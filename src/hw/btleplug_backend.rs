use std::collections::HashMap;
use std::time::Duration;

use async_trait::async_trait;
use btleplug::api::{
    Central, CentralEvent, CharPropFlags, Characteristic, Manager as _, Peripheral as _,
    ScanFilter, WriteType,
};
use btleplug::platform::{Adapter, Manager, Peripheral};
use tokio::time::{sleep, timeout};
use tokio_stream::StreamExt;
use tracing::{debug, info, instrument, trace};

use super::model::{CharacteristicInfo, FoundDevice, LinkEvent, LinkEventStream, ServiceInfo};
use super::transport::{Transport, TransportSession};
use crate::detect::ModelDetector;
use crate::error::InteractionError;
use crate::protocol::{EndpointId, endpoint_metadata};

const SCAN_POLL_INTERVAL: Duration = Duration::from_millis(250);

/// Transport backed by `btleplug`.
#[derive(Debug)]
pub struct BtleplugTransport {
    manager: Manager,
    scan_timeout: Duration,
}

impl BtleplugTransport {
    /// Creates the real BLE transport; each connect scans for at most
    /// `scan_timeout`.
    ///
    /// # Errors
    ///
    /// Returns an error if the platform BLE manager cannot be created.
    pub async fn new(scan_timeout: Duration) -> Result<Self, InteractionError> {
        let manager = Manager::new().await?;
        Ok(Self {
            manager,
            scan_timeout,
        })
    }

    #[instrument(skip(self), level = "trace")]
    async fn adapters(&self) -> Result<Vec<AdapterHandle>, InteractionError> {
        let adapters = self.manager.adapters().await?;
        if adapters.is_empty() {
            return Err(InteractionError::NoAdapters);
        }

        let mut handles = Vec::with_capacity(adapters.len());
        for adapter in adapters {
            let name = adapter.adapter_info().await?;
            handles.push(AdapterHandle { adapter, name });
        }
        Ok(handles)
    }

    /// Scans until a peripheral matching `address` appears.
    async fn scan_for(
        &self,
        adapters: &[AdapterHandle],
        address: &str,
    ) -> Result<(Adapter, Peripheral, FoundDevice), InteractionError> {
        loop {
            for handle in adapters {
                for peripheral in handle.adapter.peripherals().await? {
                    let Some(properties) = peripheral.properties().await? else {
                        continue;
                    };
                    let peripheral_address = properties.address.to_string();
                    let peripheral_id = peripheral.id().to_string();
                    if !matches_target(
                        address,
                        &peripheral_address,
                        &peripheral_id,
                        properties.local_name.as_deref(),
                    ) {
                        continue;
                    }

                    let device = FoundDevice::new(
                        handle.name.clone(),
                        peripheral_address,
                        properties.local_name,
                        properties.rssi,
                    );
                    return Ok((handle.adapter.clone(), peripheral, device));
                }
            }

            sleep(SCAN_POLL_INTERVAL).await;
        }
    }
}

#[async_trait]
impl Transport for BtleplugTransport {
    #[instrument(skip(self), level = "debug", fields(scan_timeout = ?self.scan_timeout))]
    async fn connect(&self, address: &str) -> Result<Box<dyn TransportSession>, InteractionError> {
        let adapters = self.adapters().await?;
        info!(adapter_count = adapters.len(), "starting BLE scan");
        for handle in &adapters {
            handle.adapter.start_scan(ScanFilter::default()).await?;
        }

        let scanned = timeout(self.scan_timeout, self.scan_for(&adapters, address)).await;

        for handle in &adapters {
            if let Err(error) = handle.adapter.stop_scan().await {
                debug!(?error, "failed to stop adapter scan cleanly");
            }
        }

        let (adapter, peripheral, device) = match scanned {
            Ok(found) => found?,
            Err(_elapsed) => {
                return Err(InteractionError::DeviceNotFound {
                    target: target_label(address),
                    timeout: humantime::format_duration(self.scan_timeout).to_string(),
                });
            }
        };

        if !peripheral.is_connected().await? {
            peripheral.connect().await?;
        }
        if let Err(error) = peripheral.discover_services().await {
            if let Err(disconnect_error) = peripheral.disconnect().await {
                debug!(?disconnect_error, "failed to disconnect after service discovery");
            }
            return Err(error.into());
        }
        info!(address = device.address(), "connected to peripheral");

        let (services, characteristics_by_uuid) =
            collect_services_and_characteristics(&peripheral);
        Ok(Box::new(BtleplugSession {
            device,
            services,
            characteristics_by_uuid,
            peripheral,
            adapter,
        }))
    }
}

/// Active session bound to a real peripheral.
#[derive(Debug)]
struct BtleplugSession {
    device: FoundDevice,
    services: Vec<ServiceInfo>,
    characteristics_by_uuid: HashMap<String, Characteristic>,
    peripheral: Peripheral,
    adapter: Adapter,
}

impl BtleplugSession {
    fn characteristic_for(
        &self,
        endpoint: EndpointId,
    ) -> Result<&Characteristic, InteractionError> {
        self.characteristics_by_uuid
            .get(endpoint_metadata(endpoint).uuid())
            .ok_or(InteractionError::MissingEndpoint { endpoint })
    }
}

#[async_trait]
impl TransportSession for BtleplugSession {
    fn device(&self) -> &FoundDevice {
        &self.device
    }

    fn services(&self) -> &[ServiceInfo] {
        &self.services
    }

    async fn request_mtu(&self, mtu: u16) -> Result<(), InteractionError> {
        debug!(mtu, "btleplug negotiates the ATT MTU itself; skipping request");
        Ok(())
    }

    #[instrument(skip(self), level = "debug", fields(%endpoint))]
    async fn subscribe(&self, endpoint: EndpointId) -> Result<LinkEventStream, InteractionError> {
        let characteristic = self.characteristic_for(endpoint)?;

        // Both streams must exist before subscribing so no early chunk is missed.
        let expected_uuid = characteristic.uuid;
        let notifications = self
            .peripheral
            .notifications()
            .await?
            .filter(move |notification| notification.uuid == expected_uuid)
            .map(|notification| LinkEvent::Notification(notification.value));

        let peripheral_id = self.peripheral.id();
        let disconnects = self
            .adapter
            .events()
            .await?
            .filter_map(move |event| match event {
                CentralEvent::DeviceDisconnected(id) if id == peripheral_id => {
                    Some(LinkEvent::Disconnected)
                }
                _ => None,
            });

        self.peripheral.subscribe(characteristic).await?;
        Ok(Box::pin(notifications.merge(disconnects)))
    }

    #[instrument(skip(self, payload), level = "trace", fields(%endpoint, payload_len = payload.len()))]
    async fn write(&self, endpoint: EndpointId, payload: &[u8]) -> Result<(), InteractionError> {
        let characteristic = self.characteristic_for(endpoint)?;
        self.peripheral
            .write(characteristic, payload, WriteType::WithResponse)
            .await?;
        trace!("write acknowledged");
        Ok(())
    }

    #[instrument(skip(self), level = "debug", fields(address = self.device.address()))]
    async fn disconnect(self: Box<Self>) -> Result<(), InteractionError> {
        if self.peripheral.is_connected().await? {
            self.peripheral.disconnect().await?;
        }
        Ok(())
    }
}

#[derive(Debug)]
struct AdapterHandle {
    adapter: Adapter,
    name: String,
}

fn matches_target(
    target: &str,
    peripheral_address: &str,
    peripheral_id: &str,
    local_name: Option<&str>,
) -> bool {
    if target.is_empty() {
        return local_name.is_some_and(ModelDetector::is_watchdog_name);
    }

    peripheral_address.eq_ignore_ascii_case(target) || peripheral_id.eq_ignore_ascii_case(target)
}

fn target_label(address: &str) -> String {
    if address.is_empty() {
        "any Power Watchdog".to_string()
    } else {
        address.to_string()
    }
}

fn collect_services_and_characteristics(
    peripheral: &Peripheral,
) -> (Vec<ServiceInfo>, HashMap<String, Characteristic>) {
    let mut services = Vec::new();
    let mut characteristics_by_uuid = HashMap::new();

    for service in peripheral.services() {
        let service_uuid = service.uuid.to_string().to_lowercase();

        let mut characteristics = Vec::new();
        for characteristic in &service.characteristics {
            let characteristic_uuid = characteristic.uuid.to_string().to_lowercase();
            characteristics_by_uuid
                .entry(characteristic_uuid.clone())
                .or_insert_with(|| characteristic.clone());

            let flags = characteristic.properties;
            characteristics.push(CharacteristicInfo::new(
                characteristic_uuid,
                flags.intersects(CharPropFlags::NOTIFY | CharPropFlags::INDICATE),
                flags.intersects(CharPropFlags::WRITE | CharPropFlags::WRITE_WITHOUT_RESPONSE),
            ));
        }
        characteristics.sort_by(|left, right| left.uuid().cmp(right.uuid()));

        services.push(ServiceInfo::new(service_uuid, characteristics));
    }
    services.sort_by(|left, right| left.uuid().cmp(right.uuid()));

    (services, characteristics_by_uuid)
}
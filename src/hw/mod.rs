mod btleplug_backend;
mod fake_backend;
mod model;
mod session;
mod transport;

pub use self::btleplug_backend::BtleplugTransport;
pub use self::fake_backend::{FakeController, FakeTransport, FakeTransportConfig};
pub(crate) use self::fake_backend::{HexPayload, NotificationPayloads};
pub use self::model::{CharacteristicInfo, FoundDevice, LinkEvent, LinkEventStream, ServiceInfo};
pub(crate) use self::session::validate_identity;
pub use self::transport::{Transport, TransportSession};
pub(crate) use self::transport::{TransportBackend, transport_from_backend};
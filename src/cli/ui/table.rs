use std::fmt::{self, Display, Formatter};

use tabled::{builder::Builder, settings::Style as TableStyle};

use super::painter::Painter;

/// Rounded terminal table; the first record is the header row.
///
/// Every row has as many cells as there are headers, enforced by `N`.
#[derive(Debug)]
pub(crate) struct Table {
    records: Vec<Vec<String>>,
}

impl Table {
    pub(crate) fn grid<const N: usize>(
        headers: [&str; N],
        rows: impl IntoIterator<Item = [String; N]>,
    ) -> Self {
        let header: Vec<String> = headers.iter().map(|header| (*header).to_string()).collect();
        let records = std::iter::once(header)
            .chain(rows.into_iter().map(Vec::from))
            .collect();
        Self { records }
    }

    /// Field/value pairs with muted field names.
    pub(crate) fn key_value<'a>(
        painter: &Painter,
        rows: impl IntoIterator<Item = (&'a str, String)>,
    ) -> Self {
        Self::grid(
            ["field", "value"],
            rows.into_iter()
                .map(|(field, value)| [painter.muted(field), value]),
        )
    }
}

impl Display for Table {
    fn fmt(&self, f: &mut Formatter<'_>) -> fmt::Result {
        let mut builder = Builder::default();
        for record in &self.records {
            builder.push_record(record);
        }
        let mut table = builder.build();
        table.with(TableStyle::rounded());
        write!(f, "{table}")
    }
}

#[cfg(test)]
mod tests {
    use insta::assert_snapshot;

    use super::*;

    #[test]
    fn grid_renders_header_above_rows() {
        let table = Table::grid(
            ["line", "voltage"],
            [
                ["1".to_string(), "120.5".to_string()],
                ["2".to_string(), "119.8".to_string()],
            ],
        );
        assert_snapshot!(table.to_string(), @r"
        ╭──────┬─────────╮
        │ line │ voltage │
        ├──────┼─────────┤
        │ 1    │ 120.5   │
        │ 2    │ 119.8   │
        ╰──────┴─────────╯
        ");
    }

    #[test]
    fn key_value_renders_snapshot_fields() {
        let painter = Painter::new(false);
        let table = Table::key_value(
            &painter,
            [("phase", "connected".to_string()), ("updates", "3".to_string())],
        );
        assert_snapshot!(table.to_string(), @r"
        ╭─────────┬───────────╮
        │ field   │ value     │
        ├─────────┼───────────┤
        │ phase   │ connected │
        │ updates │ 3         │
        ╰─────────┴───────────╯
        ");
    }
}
......
* [Exercise aim]: Your answer should consist only of the lines from the one with "line │ voltage │" through the last line of the entries above, retyped exactly.

* [Written solution]:
        │ line │ voltage │
        ├──────┼─────────┤
        │ 1    │ 120.5   │
        │ 2    │ 119.8   │
        ╰──────┴─────────╯
        ");
    }

    #[test]
    fn key_value_renders_snapshot_fields() {
        let painter = Painter::new(false);
        let table = Table::key_value(
            &painter,
            [("phase", "connected".to_string()), ("updates", "3".to_string())],
        );
        assert_snapshot!(table.to_string(), @r"
        ╭─────────┬───────────╮
        │ field   │ value     │
        ├─────────┼───────────┤
        │ phase   │ connected │
        │ updates │ 3         │
        ╰─────────┴───────────╯
        ");
    }
}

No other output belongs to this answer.